A relieved Billy Slater says he’s leaving Queensland in good hands after delivering what he believes the new-look Maroons needed most – that winning feeling.
Queensland provided one final highlight for stand-in skipper Slater, downing NSW 18-12 in State of Origin III in Brisbane in a fitting farewell for the veteran fullback.
Polarising Maroons playmaker Daly Cherry-Evans was a standout after ending three years in the Origin wilderness.
After his 31st and final Origin, Slater said it was vital for the Maroons’ future that he helped deny the Blues their first series whitewash in 18 years.
The dead rubber win ensured Queensland savoured victory for the first time as they began life without their Big Three – Cameron Smith, Cooper Cronk and Johnathan Thurston.
“I was disappointed the fellas hadn’t had that Origin winning feeling,” Slater said.
“I really wanted to deliver that to them because it is important. There were a few guys who hadn’t felt it this year.
“They (NSW) earnt their series win this year, we need to learn from that but we needed that win – there is a bright future.”
Next year the Maroons will be without the Big Four after Slater bowed out in style.
He not only earned man of the match honours but was also controversially awarded the Wally Lewis Medal as player of the series despite missing the Melbourne opener with injury.
Slater was Queensland captain for the first time in his final game after stepping in for Greg Inglis (broken thumb).
Slater’s representative retirement ensures Inglis will be the last man standing from Queensland’s 2006 side which sparked their stunning run of 11 series wins in the last 12 years.

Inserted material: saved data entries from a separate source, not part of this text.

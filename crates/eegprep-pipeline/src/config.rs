//! Pipeline configuration
//!
//! Every tunable of the preparation pipeline lives here as an explicit
//! parameter with a documented default; the engines take a config rather
//! than reading ambient constants.

use eegprep_core::{EegError, EegResult};
use serde::{Deserialize, Serialize};

/// Frequency band definition for band-power features
#[derive(Debug, Clone, PartialEq, Serialize, Deserialize)]
pub struct FrequencyBand {
    pub name: String,
    pub low_freq: f32,
    pub high_freq: f32,
}

impl FrequencyBand {
    pub fn new(name: &str, low_freq: f32, high_freq: f32) -> Self {
        Self {
            name: name.to_string(),
            low_freq,
            high_freq,
        }
    }

    /// The five clinical EEG bands, in the fixed feature order.
    pub fn eeg_bands() -> Vec<FrequencyBand> {
        vec![
            FrequencyBand::new("delta", 0.5, 4.0),
            FrequencyBand::new("theta", 4.0, 8.0),
            FrequencyBand::new("alpha", 8.0, 13.0),
            FrequencyBand::new("beta", 13.0, 30.0),
            FrequencyBand::new("gamma", 30.0, 60.0),
        ]
    }
}

/// Configuration for the full preparation pipeline
#[derive(Debug, Clone, Serialize, Deserialize)]
pub struct PipelineConfig {
    /// Common sampling rate every window is resampled to (Hz)
    pub target_rate: u32,
    /// Window duration in seconds
    pub window_sec: u32,
    /// Channel count every output window must have. Recordings with more
    /// channels are truncated to the first `canonical_channels`; recordings
    /// with fewer are rejected.
    pub canonical_channels: usize,
    /// Windows per chunk; bounds peak memory to one chunk
    pub chunk_windows: usize,
    /// Frequency bands for band-power features, in feature order
    pub bands: Vec<FrequencyBand>,
    /// Welch PSD segment length in samples (clamped to the window length)
    pub psd_segment_len: usize,
}

impl Default for PipelineConfig {
    fn default() -> Self {
        Self {
            target_rate: 128,
            window_sec: 15,
            canonical_channels: 23,
            chunk_windows: 1000,
            bands: FrequencyBand::eeg_bands(),
            psd_segment_len: 256,
        }
    }
}

impl PipelineConfig {
    /// Samples per window at the target rate.
    pub fn window_samples(&self) -> usize {
        (self.window_sec * self.target_rate) as usize
    }

    /// Features per channel: mean, std, min, max, line length, one power
    /// value per band.
    pub fn features_per_channel(&self) -> usize {
        4 + 1 + self.bands.len()
    }

    /// Fixed feature-vector length for one window.
    pub fn feature_len(&self) -> usize {
        self.canonical_channels * self.features_per_channel()
    }

    pub fn validate(&self) -> EegResult<()> {
        if self.target_rate == 0 {
            return Err(EegError::InvalidConfig {
                message: "Target rate must be positive".to_string(),
            });
        }
        if self.window_sec == 0 {
            return Err(EegError::InvalidConfig {
                message: "Window duration must be positive".to_string(),
            });
        }
        if self.canonical_channels == 0 {
            return Err(EegError::InvalidConfig {
                message: "Canonical channel count must be positive".to_string(),
            });
        }
        if self.chunk_windows == 0 {
            return Err(EegError::InvalidConfig {
                message: "Chunk size must be at least one window".to_string(),
            });
        }
        if self.psd_segment_len == 0 {
            return Err(EegError::InvalidConfig {
                message: "PSD segment length must be positive".to_string(),
            });
        }
        if self.bands.is_empty() {
            return Err(EegError::InvalidConfig {
                message: "At least one frequency band is required".to_string(),
            });
        }
        for band in &self.bands {
            if band.low_freq < 0.0 || band.high_freq <= band.low_freq {
                return Err(EegError::InvalidConfig {
                    message: format!(
                        "Band '{}' has invalid range [{}, {}]",
                        band.name, band.low_freq, band.high_freq
                    ),
                });
            }
        }
        Ok(())
    }

    /// Export configuration to JSON
    pub fn to_json(&self) -> EegResult<String> {
        serde_json::to_string_pretty(self).map_err(|e| EegError::InvalidConfig {
            message: format!("Failed to serialize configuration: {}", e),
        })
    }

    /// Import configuration from JSON
    pub fn from_json(json: &str) -> EegResult<Self> {
        let config: Self = serde_json::from_str(json).map_err(|e| EegError::InvalidConfig {
            message: format!("Failed to deserialize configuration: {}", e),
        })?;
        config.validate()?;
        Ok(config)
    }
}
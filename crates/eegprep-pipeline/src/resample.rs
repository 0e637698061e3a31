//! FFT-domain rate conversion
//!
//! Resamples one channel of one chunk from the recording's native rate to
//! the target rate by truncating or zero-padding the spectrum. The output
//! length is exact (`round(n * target / source)`), which is what lets the
//! windowing engine split a resampled chunk evenly into whole windows.

use num_complex::Complex;
use rustfft::FftPlanner;

/// Spectral resampler. Holds the FFT planner so repeated chunks of the
/// same length reuse their plans.
pub struct Resampler {
    planner: FftPlanner<f32>,
}

impl Resampler {
    pub fn new() -> Self {
        Self {
            planner: FftPlanner::new(),
        }
    }

    /// Exact output length for resampling `n_in` samples between rates.
    pub fn output_len(n_in: usize, source_rate: f32, target_rate: f32) -> usize {
        (n_in as f64 * target_rate as f64 / source_rate as f64).round() as usize
    }

    /// Resample `input` to exactly `n_out` samples.
    ///
    /// Spectrum truncation acts as the anti-aliasing filter when
    /// downsampling; zero-padding interpolates when upsampling.
    pub fn resample(&mut self, input: &[f32], n_out: usize) -> Vec<f32> {
        let n = input.len();
        if n == 0 || n_out == 0 {
            return vec![0.0; n_out];
        }
        if n == n_out {
            return input.to_vec();
        }

        let forward = self.planner.plan_fft_forward(n);
        let mut spectrum: Vec<Complex<f32>> =
            input.iter().map(|&x| Complex::new(x, 0.0)).collect();
        forward.process(&mut spectrum);

        let m = n_out;
        let mut out_spectrum = vec![Complex::new(0.0, 0.0); m];
        let k = n.min(m);
        let nyq = k / 2 + 1;

        out_spectrum[..nyq].copy_from_slice(&spectrum[..nyq]);
        let neg = k - nyq; // negative-frequency bins carried over
        for i in 1..=neg {
            out_spectrum[m - i] = spectrum[n - i];
        }

        // Shared Nyquist bin when the smaller length is even
        if k % 2 == 0 {
            let half = k / 2;
            if m < n {
                // Downsampling: fold the mirrored component in
                out_spectrum[half] += spectrum[n - half];
            } else {
                // Upsampling: split between the two mirrored bins
                out_spectrum[half] *= 0.5;
                out_spectrum[m - half] = out_spectrum[half];
            }
        }

        let inverse = self.planner.plan_fft_inverse(m);
        inverse.process(&mut out_spectrum);

        // rustfft leaves both transforms unnormalized; 1/n restores the
        // signal at the new rate
        let scale = 1.0 / n as f32;
        out_spectrum.iter().map(|c| c.re * scale).collect()
    }
}

impl Default for Resampler {
    fn default() -> Self {
        Self::new()
    }
}

#[cfg(test)]
mod tests {
    use super::*;
    use std::f32::consts::PI;

    #[test]
    fn test_output_len() {
        assert_eq!(Resampler::output_len(3840, 256.0, 128.0), 1920);
        assert_eq!(Resampler::output_len(1000, 200.0, 128.0), 640);
    }

    #[test]
    fn test_identity_when_rates_match() {
        let mut resampler = Resampler::new();
        let input = vec![1.0, -2.0, 3.0, 0.5];
        assert_eq!(resampler.resample(&input, 4), input);
    }

    #[test]
    fn test_constant_signal_preserved() {
        let mut resampler = Resampler::new();
        let input = vec![2.5; 256];
        let output = resampler.resample(&input, 128);
        assert_eq!(output.len(), 128);
        for &y in &output {
            assert!((y - 2.5).abs() < 1e-4);
        }
    }

    #[test]
    fn test_sine_downsample() {
        // 4 Hz sine over 1s at 256 Hz resampled to 128 Hz must still be
        // a 4 Hz sine sampled at 128 Hz.
        let mut resampler = Resampler::new();
        let input: Vec<f32> = (0..256)
            .map(|i| (2.0 * PI * 4.0 * i as f32 / 256.0).sin())
            .collect();
        let output = resampler.resample(&input, 128);
        assert_eq!(output.len(), 128);
        for (i, &y) in output.iter().enumerate() {
            let expected = (2.0 * PI * 4.0 * i as f32 / 128.0).sin();
            assert!(
                (y - expected).abs() < 1e-3,
                "sample {}: got {}, expected {}",
                i,
                y,
                expected
            );
        }
    }

    #[test]
    fn test_upsample_length() {
        let mut resampler = Resampler::new();
        let input: Vec<f32> = (0..100).map(|i| (i as f32 * 0.1).sin()).collect();
        let output = resampler.resample(&input, 250);
        assert_eq!(output.len(), 250);
    }
}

But Slater walks away with no regrets, all but anointing Newcastle’s Kalyn Ponga as his fullback replacement.
“Queensland is in a really good position. We have a great squad,” Slater said.
“Look at Kayln Ponga and what he did in game two – we are in good hands.”
Queensland coach Kevin Walters may have suffered his first series defeat in his third year at the helm but he is relieved to send Slater out a winner.
“That was important for us as a team to get something out of the series and secondly to send Billy Slater out of this arena a winner,” Walters said.
“It really does set us up for the next two or three years.”
Walters’ luck this year only seemed to get worse after Smith announced his shock representative retirement weeks before the series.
But Walters now holds no fears for the future thanks to the legacy left by the likes of Slater.
“All those great players of the last 12 years have left a great footprint on what to do at this level to be successful,” he said.
“We have to learn from that but I think our guys in the shed learnt a lot about Origin just by getting that win.”